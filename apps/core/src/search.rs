use crate::model::FileRecord;

const MATCH_BASE: i64 = 5_000;
const CHAR_BONUS: i64 = 30;
const ADJACENT_BONUS: i64 = 45;
const BOUNDARY_BONUS: i64 = 25;
const GAP_PENALTY: i64 = 6;

/// Ranks candidates by fuzzy match on their name, best first.
///
/// Candidates without a subsequence match are dropped. Equal scores keep
/// candidate order. An empty query keeps every candidate in order.
pub fn rank(candidates: &[FileRecord], query: &str) -> Vec<FileRecord> {
    let needle = normalize_query(query);

    let mut scored: Vec<(i64, usize, &FileRecord)> = candidates
        .iter()
        .enumerate()
        .filter_map(|(index, record)| {
            score_name(&record.name, &needle).map(|score| (score, index, record))
        })
        .collect();

    scored.sort_by(|a, b| b.0.cmp(&a.0).then_with(|| a.1.cmp(&b.1)));

    scored
        .into_iter()
        .map(|(_, _, record)| record.clone())
        .collect()
}

pub fn normalize_query(query: &str) -> Vec<char> {
    query
        .chars()
        .filter(|c| !c.is_whitespace())
        .flat_map(|c| c.to_lowercase())
        .collect()
}

/// Lowercased characters of `name`, each paired with the index of the
/// source character it came from.
fn fold_case(name: &str) -> (Vec<char>, Vec<usize>) {
    let mut folded = Vec::with_capacity(name.len());
    let mut sources = Vec::with_capacity(name.len());
    for (index, ch) in name.chars().enumerate() {
        for lower in ch.to_lowercase() {
            folded.push(lower);
            sources.push(index);
        }
    }
    (folded, sources)
}

/// Best score over every start position of the first query character.
pub fn score_name(name: &str, needle: &[char]) -> Option<i64> {
    if needle.is_empty() {
        return Some(0);
    }

    let (haystack, _) = fold_case(name);
    haystack
        .iter()
        .enumerate()
        .filter(|(_, c)| **c == needle[0])
        .filter_map(|(start, _)| {
            let positions = subsequence_positions(&haystack, needle, start)?;
            Some(score_positions(&haystack, &positions))
        })
        .max()
}

/// Char indices into `name` of the best match, for highlighting.
pub fn match_positions(name: &str, query: &str) -> Vec<usize> {
    let needle = normalize_query(query);
    if needle.is_empty() {
        return Vec::new();
    }

    let (haystack, sources) = fold_case(name);
    let mut best: Option<(i64, Vec<usize>)> = None;
    for start in 0..haystack.len() {
        if haystack[start] != needle[0] {
            continue;
        }
        let Some(positions) = subsequence_positions(&haystack, &needle, start) else {
            continue;
        };
        let score = score_positions(&haystack, &positions);
        if best.as_ref().map_or(true, |(top, _)| score > *top) {
            best = Some((score, positions));
        }
    }

    let mut highlighted: Vec<usize> = best
        .map(|(_, positions)| positions)
        .unwrap_or_default()
        .into_iter()
        .map(|position| sources[position])
        .collect();
    highlighted.dedup();
    highlighted
}

fn subsequence_positions(haystack: &[char], needle: &[char], start: usize) -> Option<Vec<usize>> {
    let mut positions = Vec::with_capacity(needle.len());
    let mut next = start;

    for needle_char in needle {
        let offset = haystack[next..].iter().position(|c| c == needle_char)?;
        positions.push(next + offset);
        next += offset + 1;
    }

    Some(positions)
}

fn score_positions(haystack: &[char], positions: &[usize]) -> i64 {
    let start_penalty = positions[0] as i64;
    let adjacent_pairs = positions
        .windows(2)
        .filter(|pair| pair[1] == pair[0] + 1)
        .count() as i64;
    let gap_penalty: i64 = positions
        .windows(2)
        .map(|pair| (pair[1] - pair[0] - 1) as i64)
        .sum();
    let boundary_hits = positions
        .iter()
        .filter(|&&position| position == 0 || !haystack[position - 1].is_alphanumeric())
        .count() as i64;

    MATCH_BASE + (positions.len() as i64) * CHAR_BONUS + adjacent_pairs * ADJACENT_BONUS
        + boundary_hits * BOUNDARY_BONUS
        - gap_penalty * GAP_PENALTY
        - start_penalty
}
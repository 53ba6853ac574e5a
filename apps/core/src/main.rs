fn main() {
    let args: Vec<String> = std::env::args().skip(1).collect();
    let options = match recentpick_core::runtime::parse_cli_args(&args) {
        Ok(options) => options,
        Err(error) => {
            eprintln!("[recentpick] {error}");
            eprint!("{}", recentpick_core::runtime::usage());
            std::process::exit(2);
        }
    };

    if let Err(error) = recentpick_core::runtime::run_with_options(options) {
        eprintln!("[recentpick] {error}");
        std::process::exit(1);
    }
}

========

Task objective =>
A bare number should be your reply: how many lines in the entries above include the word "Some".

Result for this task =>
5